Le militant de la défense des droits de l’homme Anon Numpa, l’une des figures de proue du mouvement de contestation qui demande notamment une réforme du système monarchique en Thaïlande, et quatre autres organisateurs des manifestations qui ont rassemblé depuis juillet des milliers de personnes, ont été interrogés lundi dans un commissariat de police de Bangkok.

« La police a porté contre nous des accusations relevant de l’article 112 » du code pénal, a déclaré à la presse M. Anon à la sortie du commissariat.

« Nous avons rejeté toutes » les accusations, a-t-il ajouté.

L’article 112 du Code pénal constitue l’une des lois de lèse-majesté les plus sévères dans le monde. Elle met le roi Maha Vajiralongkorn et sa famille à l’abri de toute critique.
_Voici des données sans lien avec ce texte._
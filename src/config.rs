use anyhow::{anyhow, Result};
use clap::Parser;
use figment::{
    providers::{Env, Format, Serialized, Toml},
    Figment,
};
use serde::{Deserialize, Serialize};
use std::net::SocketAddr;
use std::path::PathBuf;
use std::time::Duration;

/// Command line flags.  Anything given here overrides files and env.
#[derive(Debug, Parser)]
#[command(name = "seedlist", about = "Serves a signed list of live swarm peers")]
pub struct Args {
    /// Configuration file
    #[arg(short, long, default_value = "seedlist.toml")]
    pub config: PathBuf,
    /// Names of services to expose (repeatable)
    #[arg(long = "service")]
    pub services: Vec<String>,
    /// Name of the overlay network to use
    #[arg(long)]
    pub network: Option<String>,
    /// Refresh interval, e.g. `30s` or `1m`
    #[arg(long = "refresh", value_parser = humantime::parse_duration)]
    pub refresh: Option<Duration>,
    /// Listen address
    #[arg(short, long)]
    pub listen: Option<SocketAddr>,
}

#[derive(Debug, Clone, Deserialize, Serialize)]
pub struct Config {
    pub services: Vec<String>,
    pub network: String,
    #[serde(with = "humantime_serde")]
    pub refresh_interval: Duration,
    pub listen: SocketAddr,
    pub docker_host: String,
    pub rpc_port: u16,
    #[serde(with = "humantime_serde")]
    pub rpc_timeout: Duration,
    pub seed_scheme: String,
    pub seed_port: u16,
    /// Sort peers by address so identical peer sets give identical output.
    pub sort_peers: bool,
}

impl Default for Config {
    fn default() -> Self {
        Self {
            services: vec!["validator".into()],
            network: "devnet".into(),
            refresh_interval: Duration::from_secs(60),
            listen: SocketAddr::from(([0, 0, 0, 0], 8080)),
            docker_host: "unix:///var/run/docker.sock".into(),
            rpc_port: 8648,
            rpc_timeout: Duration::from_secs(3),
            seed_scheme: "ws".into(),
            seed_port: 8443,
            sort_peers: true,
        }
    }
}

impl Config {
    /// Defaults, then `$DOCKER_HOST`, the config file, `SEEDLIST_*`
    /// variables and finally command line flags.
    pub fn figment(args: &Args) -> Figment {
        let mut figment = Figment::from(Serialized::defaults(Config::default()))
            .merge(
                Env::raw()
                    .only(&["DOCKER_HOST"])
                    .map(|_| "docker_host".into()),
            )
            .merge(Toml::file(&args.config))
            .merge(Env::prefixed("SEEDLIST_"));

        if !args.services.is_empty() {
            figment = figment.merge(Serialized::default("services", &args.services));
        }
        if let Some(ref network) = args.network {
            figment = figment.merge(Serialized::default("network", network));
        }
        if let Some(refresh) = args.refresh {
            figment = figment.merge(Serialized::default(
                "refresh_interval",
                humantime::format_duration(refresh).to_string(),
            ));
        }
        if let Some(listen) = args.listen {
            figment = figment.merge(Serialized::default("listen", listen.to_string()));
        }
        figment
    }

    pub fn load(args: &Args) -> Result<Self> {
        let config: Config = Self::figment(args)
            .extract()
            .map_err(|e| anyhow!("Failed to load configuration: {}", e))?;
        config.validate()?;
        Ok(config)
    }

    fn validate(&self) -> Result<()> {
        if self.services.is_empty() {
            return Err(anyhow!("At least one service name is required"));
        }
        if self.refresh_interval.is_zero() {
            return Err(anyhow!("refresh_interval must be greater than zero"));
        }
        if self.rpc_timeout.is_zero() {
            return Err(anyhow!("rpc_timeout must be greater than zero"));
        }
        Ok(())
    }
}

#[cfg(test)]
mod tests {
    use super::*;
    use figment::Jail;

    fn args(argv: &[&str]) -> Args {
        Args::parse_from(std::iter::once("seedlist").chain(argv.iter().copied()))
    }

    #[test]
    fn defaults() {
        Jail::expect_with(|_jail| {
            let cfg: Config = Config::figment(&args(&[])).extract()?;
            assert_eq!(cfg.services, vec!["validator".to_string()]);
            assert_eq!(cfg.network, "devnet");
            assert_eq!(cfg.refresh_interval, Duration::from_secs(60));
            assert_eq!(cfg.listen, "0.0.0.0:8080".parse().unwrap());
            assert_eq!(cfg.rpc_port, 8648);
            assert_eq!(cfg.rpc_timeout, Duration::from_secs(3));
            assert_eq!(cfg.seed_port, 8443);
            assert!(cfg.sort_peers);
            Ok(())
        });
    }

    #[test]
    fn layers_file_env_and_flags() {
        Jail::expect_with(|jail| {
            jail.create_file(
                "seedlist.toml",
                r#"
                network = "from-file"
                refresh_interval = "5m"
                rpc_timeout = "1s"
                "#,
            )?;
            jail.set_env("DOCKER_HOST", "tcp://10.1.1.1:2375");
            jail.set_env("SEEDLIST_NETWORK", "from-env");

            let cfg: Config = Config::figment(&args(&[
                "--service",
                "validator",
                "--service",
                "seed",
                "--refresh",
                "30s",
            ]))
            .extract()?;
            assert_eq!(cfg.services, vec!["validator".to_string(), "seed".to_string()]);
            assert_eq!(cfg.network, "from-env");
            assert_eq!(cfg.refresh_interval, Duration::from_secs(30));
            assert_eq!(cfg.rpc_timeout, Duration::from_secs(1));
            assert_eq!(cfg.docker_host, "tcp://10.1.1.1:2375");

            let cfg: Config = Config::figment(&args(&["--network", "from-flag", "-l", "127.0.0.1:9000"]))
                .extract()?;
            assert_eq!(cfg.network, "from-flag");
            assert_eq!(cfg.listen, "127.0.0.1:9000".parse().unwrap());
            Ok(())
        });
    }

    #[test]
    fn docker_host_defaults_to_local_socket() {
        assert_eq!(Config::default().docker_host, "unix:///var/run/docker.sock");
    }

    #[test]
    fn zero_refresh_is_rejected() {
        let cfg = Config {
            refresh_interval: Duration::ZERO,
            ..Config::default()
        };
        assert!(cfg.validate().is_err());
    }
}
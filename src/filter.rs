//! Narrows orchestrator tasks down to peer candidates.

use std::net::IpAddr;

use log::{debug, error};

use crate::error::AddressError;
use crate::types::{Candidate, Task};

/// Selects running tasks attached to the target network.
#[derive(Debug, Clone)]
pub struct TaskFilter {
    network: String,
}

impl TaskFilter {
    pub fn new(network: impl Into<String>) -> Self {
        Self {
            network: network.into(),
        }
    }

    /// Produces at most one candidate per task.  Tasks that are not
    /// running, not on the network, or carry an unparsable address are
    /// skipped.
    pub fn candidates(&self, tasks: &[Task]) -> Vec<Candidate> {
        let mut out = Vec::new();
        for task in tasks {
            if !task.is_running() {
                debug!("Skipping task {}: not running", task.id);
                continue;
            }

            let address = task
                .attachments
                .iter()
                .find(|a| a.network == self.network && !a.addresses.is_empty())
                .and_then(|a| a.addresses.first());
            let Some(address) = address else {
                continue;
            };

            match parse_address(address) {
                Ok(ip) => out.push(Candidate {
                    task_id: task.id.clone(),
                    ip,
                }),
                Err(e) => error!("Skipping task {}: {}", task.id, e),
            }
        }
        out
    }
}

/// Parses `ip` or `ip/prefix`, dropping the prefix.
pub fn parse_address(address: &str) -> Result<IpAddr, AddressError> {
    let invalid = || AddressError(address.to_string());
    let (ip, prefix) = match address.split_once('/') {
        Some((ip, prefix)) => (ip, Some(prefix)),
        None => (address, None),
    };
    let ip: IpAddr = ip.parse().map_err(|_| invalid())?;
    if let Some(prefix) = prefix {
        let max = if ip.is_ipv4() { 32 } else { 128 };
        match prefix.parse::<u8>() {
            Ok(bits) if bits <= max => {}
            _ => return Err(invalid()),
        }
    }
    Ok(ip)
}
Mais au cours des derniers mois, les dirigeants du mouvement pro-démocratie ont appelé à des réformes de la monarchie, y compris l’abolition de la loi sur le crime de lèse-majesté.

Les cinq militants ont été accusés pour leur rôle dans l’organisation d’une manifestation en septembre, et risquent s’ils sont reconnus coupables jusqu’à 15 ans de prison pour chaque chef d’inculpation.

Ils ont organisé depuis juillet des dizaines de manifestations, la plus importante ayant rassemblé des dizaines de milliers de personnes.

Les manifestants demandent notamment une réécriture de la Constitution élaborée par les militaires, et la démission du premier ministre Prayut Chan-O-Cha, ancien chef de l’armée parvenu au pouvoir à la faveur d’un coup d’État.

Panupong « Mike » Jadnok, l’un des cinq militants convoqués au commissariat, a assuré que le recours au redouté article 112 ne découragerait pas les responsables du mouvement. « Nous n’acceptons pas l’article 112 en tant que loi », a-t-il déclaré.

Les cinq militants ont été autorisés à quitter le commissariat après avoir été interrogés et accusés, un fait rare, car la plupart des suspects accusés du crime de lèse-majesté sont habituellement placés en détention avant leur procès.

Cette loi est dénoncée par les défenseurs des droits de l’homme comme un moyen de supprimer la dissidence.

L’association Avocats thaïlandais pour les Droits de l’homme a enregistré une augmentation notable du recours à cette loi depuis le coup d’État de 2014, passant de six inculpations à 169 sous la junte militaire. L’association n’avait pas enregistré d’inculpations aux termes de l’article 112 depuis 2018.